What the task requires - From the records below, transcribe only the lines running from the one with "Prompts while nothing" through the one with "logged_in = true;". Keep both of those end lines.

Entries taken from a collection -
-------
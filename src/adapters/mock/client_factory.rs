//! Mock client factory for testing.

use std::sync::atomic::{AtomicBool, AtomicUsize, Ordering};
use std::sync::Arc;

use crate::error::ClientError;
use crate::traits::{ClientFactory, MediaClient};

use super::media_client::{MockBackend, MockMediaClient};

/// Builds [`MockMediaClient`]s bound to one [`MockBackend`].
#[derive(Debug)]
pub struct MockClientFactory {
    backend: MockBackend,
    built: AtomicUsize,
    build_should_fail: AtomicBool,
}

impl MockClientFactory {
    pub fn new(backend: MockBackend) -> Self {
        Self {
            backend,
            built: AtomicUsize::new(0),
            build_should_fail: AtomicBool::new(false),
        }
    }

    /// Number of clients built so far.
    pub fn built(&self) -> usize {
        self.built.load(Ordering::SeqCst)
    }

    pub fn set_build_should_fail(&self, should_fail: bool) {
        self.build_should_fail.store(should_fail, Ordering::SeqCst);
    }
}

impl ClientFactory for MockClientFactory {
    fn build_client(&self) -> Result<Arc<dyn MediaClient>, ClientError> {
        if self.build_should_fail.load(Ordering::SeqCst) {
            return Err(ClientError::Other("mock build failure".to_string()));
        }
        self.built.fetch_add(1, Ordering::SeqCst);
        Ok(Arc::new(MockMediaClient::new(self.backend.clone())))
    }
}
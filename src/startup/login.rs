//! Interactive server login for the command line.

use std::io::{self, BufRead, Write};

use color_eyre::eyre::WrapErr;
use color_eyre::Result;
use tracing::{info, warn};

use crate::manager::ClientManager;

/// Source of interactive answers. Abstracted so the flow can be driven by
/// scripted input in tests.
pub trait LoginPrompter {
    fn server_url(&mut self) -> io::Result<String>;
    fn username(&mut self) -> io::Result<String>;
    /// Read without echo.
    fn password(&mut self) -> io::Result<String>;
    fn confirm_add_another(&mut self) -> io::Result<bool>;
}

/// Prompts on stdout and reads stdin; the password is read without echo.
#[derive(Debug, Default)]
pub struct StdinPrompter;

impl StdinPrompter {
    fn ask(&self, prompt: &str) -> io::Result<String> {
        print!("{}", prompt);
        io::stdout().flush()?;
        let mut line = String::new();
        if io::stdin().lock().read_line(&mut line)? == 0 {
            return Err(io::Error::new(
                io::ErrorKind::UnexpectedEof,
                "stdin closed",
            ));
        }
        Ok(line.trim().to_string())
    }
}

impl LoginPrompter for StdinPrompter {
    fn server_url(&mut self) -> io::Result<String> {
        self.ask("Server URL: ")
    }

    fn username(&mut self) -> io::Result<String> {
        self.ask("Username: ")
    }

    fn password(&mut self) -> io::Result<String> {
        rpassword::prompt_password("Password: ")
    }

    fn confirm_add_another(&mut self) -> io::Result<bool> {
        let answer = self.ask("Add another server? [y/N] ")?;
        Ok(is_yes(&answer))
    }
}

fn is_yes(answer: &str) -> bool {
    matches!(answer, "y" | "Y" | "yes" | "Yes")
}

/// Connect stored servers, then prompt for new ones.
///
/// Prompts while nothing is connected, or once up front when `add_another`
/// is set. A failed login is reported and prompted again. Returns whether a
/// server is logged in when the flow ends.
pub async fn cli_connect<P: LoginPrompter>(
    manager: &ClientManager,
    mut add_another: bool,
    prompter: &mut P,
) -> Result<bool> {
    let mut logged_in = manager
        .try_connect()
        .await
        .wrap_err("Failed to load saved servers")?;

    while !logged_in || add_another {
        let server = prompter.server_url().wrap_err("Failed to read server URL")?;
        let username = prompter.username().wrap_err("Failed to read username")?;
        let password = prompter.password().wrap_err("Failed to read password")?;

        match manager.login(&server, &username, &password, false).await {
            Ok(_) => {
                logged_in = true;
                info!("Successfully added server.");
                add_another = prompter
                    .confirm_add_another()
                    .wrap_err("Failed to read answer")?;
            }
            Err(e) => {
                warn!("Adding server failed: {}", e);
            }
        }
    }

    Ok(logged_in)
}
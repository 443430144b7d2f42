//! Session lifecycle states.

/// Where a session is in its lifecycle.
///
/// ```text
/// Connected --disconnect--> Recovering --success--> Connected
///                               |
///                               +--stop/removal--> Aborted
/// ```
#[derive(Debug, Clone, Copy, PartialEq, Eq)]
pub enum SessionState {
    /// Live client registered with the manager.
    Connected,
    /// Client torn down, waiting before reconnect attempt `attempt`
    /// (counting from zero).
    Recovering { attempt: u32 },
    /// Recovery gave up because the manager stopped or the server was
    /// removed. Terminal.
    Aborted,
}

impl SessionState {
    pub fn is_connected(&self) -> bool {
        matches!(self, SessionState::Connected)
    }
}

#[cfg(test)]
mod tests {
    use super::*;

    #[test]
    fn test_session_state_equality() {
        assert_eq!(SessionState::Connected, SessionState::Connected);
        assert_eq!(
            SessionState::Recovering { attempt: 1 },
            SessionState::Recovering { attempt: 1 }
        );
        assert_ne!(
            SessionState::Recovering { attempt: 1 },
            SessionState::Recovering { attempt: 2 }
        );
        assert!(SessionState::Connected.is_connected());
        assert!(!SessionState::Aborted.is_connected());
    }
}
-------
Response below -
/// Prompts while nothing is connected, or once up front when `add_another`
/// is set. A failed login is reported and prompted again. Returns whether a
/// server is logged in when the flow ends.
pub async fn cli_connect<P: LoginPrompter>(
    manager: &ClientManager,
    mut add_another: bool,
    prompter: &mut P,
) -> Result<bool> {
    let mut logged_in = manager
        .try_connect()
        .await
        .wrap_err("Failed to load saved servers")?;

    while !logged_in || add_another {
        let server = prompter.server_url().wrap_err("Failed to read server URL")?;
        let username = prompter.username().wrap_err("Failed to read username")?;
        let password = prompter.password().wrap_err("Failed to read password")?;

        match manager.login(&server, &username, &password, false).await {
            Ok(_) => {
                logged_in = true;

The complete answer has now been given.